In this regard, it’s interesting to note that the two best-selling books about goddesses are both by men: Robert Graves and Leonard Shlain.
And now add the woes of the publishing industry, which are real indeed. I hope that new technologies like print-on-demand will make it possible for women to make their works available despite the biases of society.
K.A.: People still seem to believe that if you praise women, you're knocking down men. I think this is silly, but I'm wondering if you ever get this reaction to your work?
P.M.: I remember once arriving at a women’s spirituality conference and hearing another speaker greeting me with a loud, “What are you doing here? I didn’t know you were lesbian!” As I don’t talk much about my personal life (I like to say my sexual orientation is TOWARDS), she would not have known one way or other, but I found it interesting that she would assume that my presence at a women’s spirituality gathering was proof of a specific sexual orientation.
That was several years ago. But there still seems to be an idea, repeated ad nauseum by those who declaim against the hypothesized “matriarchy,” that being pro-woman means automatically being anti-male. I think we may have here the psychological tendency towards projection: if women did to men what men have done to women, men would be in deep doo-doo indeed.
I always begin my goddess lectures by talking about monotheism. There is no historical evidence for a single monotheistic goddess religion. Put another way, all monotheisms exclude the feminine while exalting the masculine. All known goddess religions have been polytheistic; they have admitted not only the god as well as the goddess, but many versions of both. Goddess religion is not the opposite of the god religions; it’s a completely different critter.
K.A.: Tell us about your latest book and how you came to write it.

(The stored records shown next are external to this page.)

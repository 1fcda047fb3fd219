use crate::telemetry::Position;

pub const DEFAULT_TRAJECTORY_CAPACITY: usize = 200;

/// Bounded history of rover positions, oldest first.
#[derive(Debug, Clone, PartialEq)]
#[cfg_attr(feature = "bevy", derive(bevy_ecs::prelude::Resource))]
pub struct TrajectoryBuffer {
    points: Vec<Position>,
    capacity: usize,
    revision: u64,
}

impl Default for TrajectoryBuffer {
    fn default() -> Self {
        Self::new(DEFAULT_TRAJECTORY_CAPACITY)
    }
}

impl TrajectoryBuffer {
    /// Create an empty buffer. A capacity of zero is raised to one.
    pub fn new(capacity: usize) -> Self {
        let capacity = capacity.max(1);
        Self {
            points: Vec::with_capacity(capacity),
            capacity,
            revision: 0,
        }
    }

    /// Push a position, dropping the oldest ones once over capacity.
    pub fn append(&mut self, position: Position) {
        self.points.push(position);
        if self.points.len() > self.capacity {
            let excess = self.points.len() - self.capacity;
            self.points.drain(..excess);
        }
        self.revision = self.revision.wrapping_add(1);
    }

    pub fn reset(&mut self) {
        self.points.clear();
        self.revision = self.revision.wrapping_add(1);
    }

    /// Ordered view of the retained positions.
    pub fn snapshot(&self) -> &[Position] {
        &self.points
    }

    pub fn len(&self) -> usize {
        self.points.len()
    }

    pub fn is_empty(&self) -> bool {
        self.points.is_empty()
    }

    pub fn capacity(&self) -> usize {
        self.capacity
    }

    pub fn latest(&self) -> Option<&Position> {
        self.points.last()
    }

    /// Bumped on every mutation; lets renderers skip unchanged frames.
    pub fn revision(&self) -> u64 {
        self.revision
    }
}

P.M.: The Red-Haired Girl from the Bog: The Landscape of Celtic Myth and Spirit started out as a gazetteer to goddess sites in Ireland. But within a short time it had morphed into a work of personal narrative scholarship, in which I not only describe Ireland’s sacred sites but also describe my adventures therein. It took seven years to write and is without question the most ambitious thing I’ve done. Every chapter was an adventure; I was led to reading Marx and Foucault as well as ancient Irish epics and folk tales. It’s also the most personal thing I’ve done, because it was impossible to describe locations without there being a body present. And that involved explaining how I came to be in that place, with whom, at what time, and so forth. The book came out in March, and the response has been enthusiastic. It’s been very encouraging given the intensity of the work that went into the book.
K.A.: What work are you seeing being done by other people in your field that you are excited by now?
P.M.: Unfortunately I’ve seen a strange warping of goddess spirituality into something like spiritual popcorn. I read an interview with a new goddess author recently who said she “liked everything about the goddess: makeup, clothes, boys.” Left me scratching my head about what had happened to feminism, women’s empowerment, and ecology. Publishers seem to be looking for books with the word “goddess” in the title that nonetheless are not at all challenging, either to reader or to society. And I think goddess literature should be both.
Some of the most interesting work I know is being published online. The journal Matrifocus has great stuff regularly. The old print journal Of A Like Mind is about to go online in revived form. There is also the terrific Cornish goddess e-zine Goddess Alive! by pagan scholars Cheryl Straffon and Sheila Bright; a more general Cornish site, in which Cheryl is also involved, is Meyn Mamvro (“Stones of our Motherland”). In print, there is also Goddessing Regenerated, a lovely publication that includes a lot of European goddess news.
K.A.: What are you working on now? You are such a wonderful poet. (You recently had a poem in Poets Against the War, right next to Mario's poem, which I got a kick out of.) Are you working on a new collection of poems?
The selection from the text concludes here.